• [TASK BRIEF] Below are records; copy every line in them that holds the word "framing".

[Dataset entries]
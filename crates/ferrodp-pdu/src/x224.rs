use std::borrow::Cow;

use ferrodp_core::{
    ensure_size, invalid_field_err, Decode, DecodeResult, Encode, EncodeResult, ReadCursor, WriteCursor,
};

use crate::tpdu::{TpduCode, TpduHeader};
use crate::tpkt::TpktHeader;

/// An X.224 message: a PDU nested inside a TPKT header and a TPDU header.
///
/// Wrapping a type implementing this trait into [`X224`] yields
/// `Encode`/`Decode` implementations adding and stripping both framing
/// headers.
pub trait X224Pdu<'de>: Sized {
    const X224_NAME: &'static str;

    const TPDU_CODE: TpduCode;

    fn x224_body_encode(&self, dst: &mut WriteCursor<'_>) -> EncodeResult<()>;

    fn x224_body_decode(src: &mut ReadCursor<'de>, tpkt: &TpktHeader, tpdu: &TpduHeader) -> DecodeResult<Self>;

    fn tpdu_header_variable_part_size(&self) -> usize;

    fn tpdu_user_data_size(&self) -> usize;
}

/// Wrapper adding the TPKT and TPDU framing headers around an [`X224Pdu`].
#[derive(Clone, Debug, PartialEq, Eq)]
pub struct X224<T>(pub T);

impl<'de, T> Encode for X224<T>
where
    T: X224Pdu<'de>,
{
    fn encode(&self, dst: &mut WriteCursor<'_>) -> EncodeResult<()> {
        let packet_length = self.size();

        ensure_size!(ctx: T::X224_NAME, in: dst, size: packet_length);

        TpktHeader {
            packet_length: u16::try_from(packet_length)
                .map_err(|_| invalid_field_err(T::X224_NAME, "packetLength", "bigger than u16"))?,
        }
        .write(dst)?;

        TpduHeader {
            li: u8::try_from(T::TPDU_CODE.header_fixed_part_size() + self.0.tpdu_header_variable_part_size() - 1)
                .map_err(|_| invalid_field_err(T::X224_NAME, "li", "bigger than u8"))?,
            code: T::TPDU_CODE,
        }
        .write(dst)?;

        self.0.x224_body_encode(dst)
    }

    fn name(&self) -> &'static str {
        T::X224_NAME
    }

    fn size(&self) -> usize {
        TpktHeader::SIZE
            + T::TPDU_CODE.header_fixed_part_size()
            + self.0.tpdu_header_variable_part_size()
            + self.0.tpdu_user_data_size()
    }
}

impl<'de, T> Decode<'de> for X224<T>
where
    T: X224Pdu<'de>,
{
    fn decode(src: &mut ReadCursor<'de>) -> DecodeResult<Self> {
        let tpkt = TpktHeader::read(src)?;

        ensure_size!(ctx: T::X224_NAME, in: src, size: tpkt.packet_length().saturating_sub(TpktHeader::SIZE));

        let tpdu = TpduHeader::read(src, &tpkt)?;
        tpdu.code.check_expected(T::TPDU_CODE)?;

        if tpdu.size() < tpdu.fixed_part_size() {
            return Err(invalid_field_err(
                "TpduHeader",
                "li",
                "fixed part bigger than total header size",
            ));
        }

        T::x224_body_decode(src, &tpkt, &tpdu).map(X224)
    }
}

/// Raw user data carried by an X.224 Data TPDU.
pub struct X224Data<'a> {
    pub data: Cow<'a, [u8]>,
}

impl<'de> X224Pdu<'de> for X224Data<'de> {
    const X224_NAME: &'static str = "X.224 Data";

    const TPDU_CODE: TpduCode = TpduCode::DATA;

    fn x224_body_encode(&self, dst: &mut WriteCursor<'_>) -> EncodeResult<()> {
        ensure_size!(ctx: Self::X224_NAME, in: dst, size: self.data.len());
        dst.write_slice(&self.data);

        Ok(())
    }

    fn x224_body_decode(src: &mut ReadCursor<'de>, tpkt: &TpktHeader, tpdu: &TpduHeader) -> DecodeResult<Self> {
        let user_data_size = user_data_size(tpkt, tpdu);

        ensure_size!(ctx: Self::X224_NAME, in: src, size: user_data_size);
        let data = src.read_slice(user_data_size);

        Ok(Self {
            data: Cow::Borrowed(data),
        })
    }

    fn tpdu_header_variable_part_size(&self) -> usize {
        0
    }

    fn tpdu_user_data_size(&self) -> usize {
        self.data.len()
    }
}

pub fn user_data_size(tpkt: &TpktHeader, tpdu: &TpduHeader) -> usize {
    tpkt.packet_length() - TpktHeader::SIZE - tpdu.size()
}

#[cfg(test)]
mod tests {
    use ferrodp_core::{decode, encode_vec};

    use super::*;

    // TPKT + X.224 data header followed by the 4-byte payload.
    const FRAMED: [u8; 11] = [0x03, 0x00, 0x00, 0x0B, 0x06, 0xF0, 0x80, 0xDE, 0xAD, 0xBE, 0xEF];

    #[test]
    fn x224_data_decode_strips_headers() {
        let pdu: X224<X224Data<'_>> = decode(&FRAMED).unwrap();
        assert_eq!(pdu.0.data.as_ref(), &[0xDE, 0xAD, 0xBE, 0xEF]);
    }

    #[test]
    fn x224_data_encode_prepends_headers() {
        let pdu = X224(X224Data {
            data: Cow::Borrowed(&[0xDE, 0xAD, 0xBE, 0xEF]),
        });
        assert_eq!(encode_vec(&pdu).unwrap(), FRAMED);
    }

    #[test]
    fn frame_length_field_accounts_for_headers() {
        for len in [0usize, 1, 512, 65531 - 512] {
            let payload = vec![0xA5u8; len];
            let pdu = X224(X224Data {
                data: Cow::Borrowed(&payload),
            });
            let encoded = encode_vec(&pdu).unwrap();
            let tpkt_len = usize::from(u16::from_be_bytes([encoded[2], encoded[3]]));
            assert_eq!(tpkt_len, len + 7);

            let decoded: X224<X224Data<'_>> = decode(&encoded).unwrap();
            assert_eq!(decoded.0.data.as_ref(), payload.as_slice());
        }
    }

    #[test]
    fn bad_tpkt_version_is_rejected() {
        let mut frame = FRAMED;
        frame[0] = 0x04;
        assert!(decode::<X224<X224Data<'_>>>(&frame).is_err());
    }

    #[test]
    fn unexpected_tpdu_code_is_rejected() {
        let mut frame = FRAMED;
        frame[5] = 0xE0; // connection request where data was expected
        assert!(decode::<X224<X224Data<'_>>>(&frame).is_err());
    }
}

• [TASK RESPONSE]
/// `Encode`/`Decode` implementations adding and stripping both framing
/// Wrapper adding the TPKT and TPDU framing headers around an [`X224Pdu`].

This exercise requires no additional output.